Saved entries
//! Structural reflection consumed by the traversal
//!
//! [`Data`] is implemented once per concrete type, either by `#[derive(Data)]` or by the
//! built-in impls for std types. It tells the traversal what a type is ([`Data::SHAPE`]) and
//! how to reach its immediate children ([`Data::gmap_mut`]). Sums additionally describe their
//! alternatives so the traversal can decide, per alternative, whether it holds the target.

use std::any::{Any, TypeId, type_name};

use crate::error::Result;
use crate::shape::Shape;

/// A type the traversal can walk
///
/// Implementations must hand every child to the visitor exactly once per call, in declaration
/// order for fields and iteration order for elements. Only the active alternative of a sum is
/// a child.
///
/// # Derive
///
/// `#[derive(Data)]` covers structs and enums with at least one variant. Everything else is
/// rejected at compile time.
///
/// Unions:
///
/// ```compile_fail
/// #[derive(syb::Data)]
/// union Bits {
///     int:   u32,
///     float: f32,
/// }
/// ```
///
/// Enums without variants:
///
/// ```compile_fail
/// #[derive(syb::Data)]
/// enum Never {}
/// ```
///
/// Borrowed types, since `Data` is `'static`:
///
/// ```compile_fail
/// #[derive(syb::Data)]
/// struct Borrowed<'a> {
///     name: &'a str,
/// }
/// ```
///
/// Unknown keys, on the type:
///
/// ```compile_fail
/// #[derive(syb::Data)]
/// #[data(opaque)]
/// struct Opaque(u8);
/// ```
///
/// or on a field:
///
/// ```compile_fail
/// #[derive(syb::Data)]
/// struct Renamed {
///     #[data(rename = "id")]
///     key: u8,
/// }
/// ```
///
/// Fields must be `Data` themselves:
///
/// ```compile_fail
/// struct Handle;
///
/// #[derive(syb::Data)]
/// struct Holder {
///     handle: Handle,
/// }
/// ```
pub trait Data: Any {
    /// Structural category of this type
    const SHAPE: Shape;

    /// Visit each immediate child
    ///
    /// Leaf types have no children; the default visits nothing.
    ///
    /// # Errors
    ///
    /// Propagates the first error returned by the visitor.
    fn gmap_mut<V: Visitor>(&mut self, _visitor: &mut V) -> Result<()> { Ok(()) }

    /// Names of the visited fields in declaration order
    ///
    /// Records only. Positional fields are named by their index.
    fn fields() -> &'static [&'static str] { &[] }

    /// Every alternative in declaration order
    ///
    /// Sums only.
    fn alternatives() -> Vec<Alternative> { Vec::new() }

    /// Index into [`Data::alternatives`] of the alternative currently held
    ///
    /// Sums only.
    fn active_alternative(&self) -> Option<usize> { None }

    /// The payload of the active alternative when it is a single value
    ///
    /// Sums only. `None` for empty and multi-field alternatives.
    fn active_payload_mut(&mut self) -> Option<&mut dyn Any> { None }
}

/// Receives each child handed out by [`Data::gmap_mut`]
pub trait Visitor {
    /// Visit one value
    ///
    /// # Errors
    ///
    /// Implementations decide; an error stops the enclosing `gmap_mut`.
    fn visit<D: Data>(&mut self, value: &mut D) -> Result<()>;
}

/// What an alternative of a sum carries
#[derive(Debug, Clone, Copy, PartialEq, Eq)]
pub enum Payload {
    /// Nothing - the distinguished "no value" state
    Empty,
    /// Exactly one value of a known type
    Single {
        /// Type of the value
        type_id:   TypeId,
        /// Name of the type, for diagnostics
        type_name: &'static str,
    },
    /// Several fields, decomposed like a record
    Fields(usize),
}

impl Payload {
    /// Payload holding a single `T`
    #[must_use]
    pub fn single<T: Any>() -> Self {
        Self::Single {
            type_id:   TypeId::of::<T>(),
            type_name: type_name::<T>(),
        }
    }

    /// Whether the payload is a single value of exactly type `M`
    #[must_use]
    pub fn is_type<M: Any>(&self) -> bool {
        matches!(self, Self::Single { type_id, .. } if *type_id == TypeId::of::<M>())
    }

    /// Whether the alternative carries nothing
    #[must_use]
    pub const fn is_empty(&self) -> bool { matches!(self, Self::Empty | Self::Fields(0)) }
}

/// One alternative of a sum
#[derive(Debug, Clone, Copy, PartialEq, Eq)]
pub struct Alternative {
    /// Variant name
    pub name:    &'static str,
    /// What the variant carries
    pub payload: Payload,
}

impl Alternative {
    /// Describe an alternative
    #[must_use]
    pub const fn new(name: &'static str, payload: Payload) -> Self { Self { name, payload } }
}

▶ _WORK REQUIRED_: Write out every line of the data that holds the word "None".

▶ _ANSWER SECTION_:
    fn active_alternative(&self) -> Option<usize> { None }
    /// Sums only. `None` for empty and multi-field alternatives.
    fn active_payload_mut(&mut self) -> Option<&mut dyn Any> { None }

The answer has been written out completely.